The conscious-aging perspective may have something to contribute to gerontology on matters such as health care, intergenerational relations, and adult education. For example, research over the past two decades has documented the tangible benefits of meditation for physical and mental health. What happens in meditation has long been familiar to medical and psychological researchers under the name of autogenic training, or self-induced modification of lower brain centers. More than two decades ago, Herbert Benson of Harvard Medical School published his groundbreaking article on the “relaxation response,” which explained altered states of consciousness in yoga and Zen in terms of the central nervous system. Since then, extensive research on biofeedback and alpha waves in the brain has confirmed the feasibility of studying consciousness.

There has also been some interesting experimental confirmation of strategies of conscious aging as a means of overcoming what psychologist Robert Kastenbaum (1984) calls habituation.

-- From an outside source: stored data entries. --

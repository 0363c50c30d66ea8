//! Transport layer: single-attempt HTTP execution and response metadata.
//!
//! Retry and circuit breaking are not handled here; see [`crate::resilience`].

pub mod http;

pub use http::HttpTransport;

use reqwest::header::HeaderMap;
use reqwest::StatusCode;

/// Header carrying the conversation thread of a generation request.
pub const THREAD_ID_HEADER: &str = "lb-thread-id";
/// Header carrying the server-side request id.
pub const REQUEST_ID_HEADER: &str = "lb-request-id";
/// Correlation id we attach to every attempt.
pub const CLIENT_REQUEST_ID_HEADER: &str = "lb-client-request-id";

/// Status and headers of a response, detached from its body.
///
/// Header lookups are case-insensitive.
#[derive(Debug, Clone)]
pub struct ResponseMeta {
    pub status: StatusCode,
    pub headers: HeaderMap,
}

impl ResponseMeta {
    pub fn new(status: StatusCode, headers: HeaderMap) -> Self {
        Self { status, headers }
    }

    pub fn from_response(resp: &reqwest::Response) -> Self {
        Self::new(resp.status(), resp.headers().clone())
    }

    /// Trimmed, non-empty value of a header.
    pub fn header(&self, name: &str) -> Option<&str> {
        self.headers
            .get(name)
            .and_then(|v| v.to_str().ok())
            .map(str::trim)
            .filter(|s| !s.is_empty())
    }

    /// Extract the first matching header value from a list of header names.
    pub fn header_first(&self, names: &[&str]) -> Option<String> {
        names
            .iter()
            .find_map(|name| self.header(name))
            .map(str::to_string)
    }

    pub fn thread_id(&self) -> Option<String> {
        self.header(THREAD_ID_HEADER).map(str::to_string)
    }

    pub fn request_id(&self) -> Option<String> {
        self.header_first(&[REQUEST_ID_HEADER, "x-request-id"])
    }
}

#[cfg(test)]
mod tests {
    use super::*;
    use reqwest::header::HeaderValue;

    #[test]
    fn header_lookup_is_case_insensitive() {
        let mut headers = HeaderMap::new();
        headers.insert("LB-Thread-Id", HeaderValue::from_static("thread_123"));
        headers.insert("Retry-After", HeaderValue::from_static(" 30 "));
        let meta = ResponseMeta::new(StatusCode::OK, headers);

        assert_eq!(meta.thread_id().as_deref(), Some("thread_123"));
        assert_eq!(meta.header("retry-after"), Some("30"));
        assert_eq!(meta.request_id(), None);
    }

    #[test]
    fn header_first_skips_blank_values() {
        let mut headers = HeaderMap::new();
        headers.insert("lb-request-id", HeaderValue::from_static("   "));
        headers.insert("x-request-id", HeaderValue::from_static("up_1"));
        let meta = ResponseMeta::new(StatusCode::OK, headers);

        assert_eq!(meta.request_id().as_deref(), Some("up_1"));
    }
}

In Kastenbaum’s view, the essence of aging is a process of becoming gradually deadened or more mechanical in our response to life because of the power of habits. By contrast, meditation can be viewed as a progressive growth in powers of attention to overcome habituation in old stimulus–response patterns.

Conscious aging is a struggle to establish new cognitive structures, new ways of looking at the world. Researcher Arthur Deikman (1966/1990) has described how the process of deautomatization can come from practicing meditative disciplines such as yoga or Zen. Deikman, for instance, conducted a procedure of “experimental meditation,” after which subjects reported sensory experience that was more vivid and luminous. Deikman’s work and other experiments like it suggest that deliberate concentration and meditation can modify the selectivity of sensory input to the brain.

These findings could have implications for an aging society. For example, a controlled study in a geriatric population found that meditation-relaxation techniques can have a major impact in reducing anxiety and depression, an impact superior to conventional cognitive-behavioral techniques (DeBerry, Davis, & Reinhard, 1989). Another study, funded by the National Institute of Mental Health, looked at the impact of transcendental meditation to see whether it can have benefits beyond simple relaxation. That study confirmed the point that cultivation of mindfulness, a state of consciousness free of content but alert, does have measurable consequences for learning, cognitive flexibility, and overall mental health. These positive results remained with the participants years later (Alexander et al., 1989).

Conscious aging is trying to apply these lessons from research and practice to a growing older population. Interest in health promotion, productive aging, and lifelong learning is likely to make conscious aging a subject of continuing importance as the United States becomes an aging society in the 21st century. It may prove an intriguing glimpse of things to come.